ABOUT THIS TASK: Treat the line containing "fn default() ->" as the last one, and return every line exactly from the first line of the material below up to it.

EXCERPTED DATA:
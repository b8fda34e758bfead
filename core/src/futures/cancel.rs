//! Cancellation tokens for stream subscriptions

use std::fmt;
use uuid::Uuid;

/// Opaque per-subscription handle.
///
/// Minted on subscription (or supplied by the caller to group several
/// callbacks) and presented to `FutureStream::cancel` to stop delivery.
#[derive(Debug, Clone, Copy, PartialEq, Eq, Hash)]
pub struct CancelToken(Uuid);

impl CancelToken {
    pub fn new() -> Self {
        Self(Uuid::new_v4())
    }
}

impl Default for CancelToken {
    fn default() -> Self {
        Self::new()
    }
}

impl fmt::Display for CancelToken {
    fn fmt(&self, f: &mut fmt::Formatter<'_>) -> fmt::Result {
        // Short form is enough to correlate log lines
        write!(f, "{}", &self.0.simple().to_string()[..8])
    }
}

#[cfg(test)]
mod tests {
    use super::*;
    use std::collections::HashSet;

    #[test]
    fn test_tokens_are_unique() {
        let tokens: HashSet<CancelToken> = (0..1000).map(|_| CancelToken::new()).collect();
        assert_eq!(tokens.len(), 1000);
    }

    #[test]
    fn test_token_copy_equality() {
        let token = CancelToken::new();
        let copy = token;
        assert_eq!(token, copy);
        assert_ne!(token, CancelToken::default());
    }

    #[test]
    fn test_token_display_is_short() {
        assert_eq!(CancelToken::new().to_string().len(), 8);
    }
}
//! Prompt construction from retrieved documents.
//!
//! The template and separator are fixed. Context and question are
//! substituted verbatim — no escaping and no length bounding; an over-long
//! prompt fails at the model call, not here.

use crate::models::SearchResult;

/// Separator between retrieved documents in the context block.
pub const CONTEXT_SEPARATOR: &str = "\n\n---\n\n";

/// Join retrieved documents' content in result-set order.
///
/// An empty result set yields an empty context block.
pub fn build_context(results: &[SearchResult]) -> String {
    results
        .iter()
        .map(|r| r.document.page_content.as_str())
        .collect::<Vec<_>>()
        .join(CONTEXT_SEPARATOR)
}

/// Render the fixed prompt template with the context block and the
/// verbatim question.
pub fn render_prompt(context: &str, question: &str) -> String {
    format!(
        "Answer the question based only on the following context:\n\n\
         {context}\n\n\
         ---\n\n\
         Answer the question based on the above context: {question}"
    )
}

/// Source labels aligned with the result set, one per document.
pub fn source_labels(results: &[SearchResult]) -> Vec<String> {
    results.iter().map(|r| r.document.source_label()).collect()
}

YOUR RESPONSE:
repository b8fda34e758bfead
filename core/src/futures/cancel.rs
//! Cancellation tokens for stream subscriptions

use std::fmt;
use uuid::Uuid;

/// Opaque per-subscription handle.
///
/// Minted on subscription (or supplied by the caller to group several
/// callbacks) and presented to `FutureStream::cancel` to stop delivery.
#[derive(Debug, Clone, Copy, PartialEq, Eq, Hash)]
pub struct CancelToken(Uuid);

impl CancelToken {
    pub fn new() -> Self {
        Self(Uuid::new_v4())
    }
}

impl Default for CancelToken {
    fn default() -> Self {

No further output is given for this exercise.